To call this “taxing the sick” (which was a quote from a faculty member) cartoonizes the matter. Of course we aren’t talking about healthy people who rarely access/purchase health care, but the 5 percent of the population that accounts for 55 percent of our national health care spend. And because only those in need use health care, the idea is to incent those users (who may well be sick) to shop for and consume health care more discriminately.
Rather than taxing the sick, this amounts to incenting (and one would hope, giving the tools to) those in need to access the system more responsibly. Because Harvard caps annual out-of-pocket expenses and also has a program “to provide protection against high out-of-pocket costs for employees earning $95,000 a year or less,” there’s less chance that families of limited means will be devastated or scrimp on needed health care.

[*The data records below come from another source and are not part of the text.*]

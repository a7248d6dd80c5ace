//! Spreadsheet merging for sheetmerge
//!
//! Reads uploaded workbooks into string tables, merges tables that share a
//! header, flattens "template" sheets (two pivot cells plus two side-by-side
//! sub-tables) into wide rows, and exports the result as a single xlsx sheet.
//!
//! # Examples
//!
//! ## Parsing and merging
//!
//! ```
//! use sheetmerge_sheet::{Sheet, Table};
//!
//! let first = Table::from_sheet(
//!     &Sheet::from_data(vec![vec!["name", "qty"], vec!["apple", "3"]]),
//!     "a.xlsx",
//! );
//! let second = Table::from_sheet(
//!     &Sheet::from_data(vec![vec!["name", "qty"], vec!["pear", "5"]]),
//!     "b.xlsx",
//! );
//!
//! assert!(first.headers_match(&second));
//! let merged = first.merge(second);
//! assert_eq!(merged.row_count(), 2);
//! assert_eq!(merged.source_name(), "a.xlsx");
//! ```
//!
//! ## Flattening a template sheet
//!
//! ```
//! use sheetmerge_sheet::{flatten, Sheet, TemplateConfig};
//!
//! let mut sheet = Sheet::new("Sheet1");
//! sheet.set_cell(0, 1, "Acme");
//! sheet.set_cell(1, 1, "C1");
//! sheet.set_cell(3, 0, "Name");
//! sheet.set_cell(3, 4, "Name2");
//! sheet.set_cell(4, 0, "Kim");
//!
//! let config = TemplateConfig { col_count: 1, ..TemplateConfig::default() };
//! let table = flatten(&sheet, &config, "t.xlsx");
//!
//! assert_eq!(table.headers(), ["코드", "회사", "Name", "Name2"]);
//! assert_eq!(table.rows()[0], ["C1", "Acme", "Kim", ""]);
//! ```
//!
//! ## Session workflow
//!
//! ```
//! use sheetmerge_sheet::{MemoryStore, Session, SessionId};
//!
//! let mut store = MemoryStore::new();
//! let mut session = Session::new(&mut store, SessionId::new("user-1"));
//!
//! session.update(vec!["a".to_string()], vec![vec!["1".to_string()]]);
//! let export = session.export().unwrap();
//! assert_eq!(export.file_name, "merged_excel_data.xlsx");
//! ```

mod cell;
mod error;
mod session;
mod sheet;
mod table;
mod template;
mod xlsx;

/// Re-export cell types and coercion.
pub use cell::{coerce, CellValue, FormulaCell};
/// Re-export error types.
pub use error::{Result, SheetError};
/// Re-export session orchestration.
pub use session::{
    BatchReport, Export, FailedFile, FailureReason, MemoryStore, Session, SessionId, SessionKey,
    SessionStore, SessionValue, UploadedFile, EXPORT_CONTENT_TYPE, EXPORT_FILE_NAME,
};
/// Re-export the worksheet read view.
pub use sheet::{Row, Sheet};
/// Re-export table types.
pub use table::{validate_headers, Table, EDITED_SOURCE_NAME};
/// Re-export template flattening.
pub use template::{flatten, TemplateConfig, CODE_HEADER, COMPANY_HEADER};
/// Re-export workbook I/O.
pub use xlsx::{read_first_sheet, EXPORT_SHEET_NAME, MAX_COLUMN_WIDTH, MIN_COLUMN_WIDTH};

One might ask why employees who responsibly access health care should be charged these copays and deductibles? Because it’s not about individuals here – this is a mechanism to incent everyone – applied equally.
And for those who prudently access health care and take good care of themselves, there can and should be corresponding wellness program rewards paid by the employer. Incentives may be positive as well as negative.
To mitigate unsustainable health care cost increases, we must be disruptive. Half measures and nibbling around the fringes will not do. It’s time for everyone, including Harvard faculty, to accept programs designed to change everyone’s behavior despite some short-term discomfort. •


Jim Purcell served as chief operating officer and CEO of Blue Cross & Blue Shield of Rhode Island for 11 years.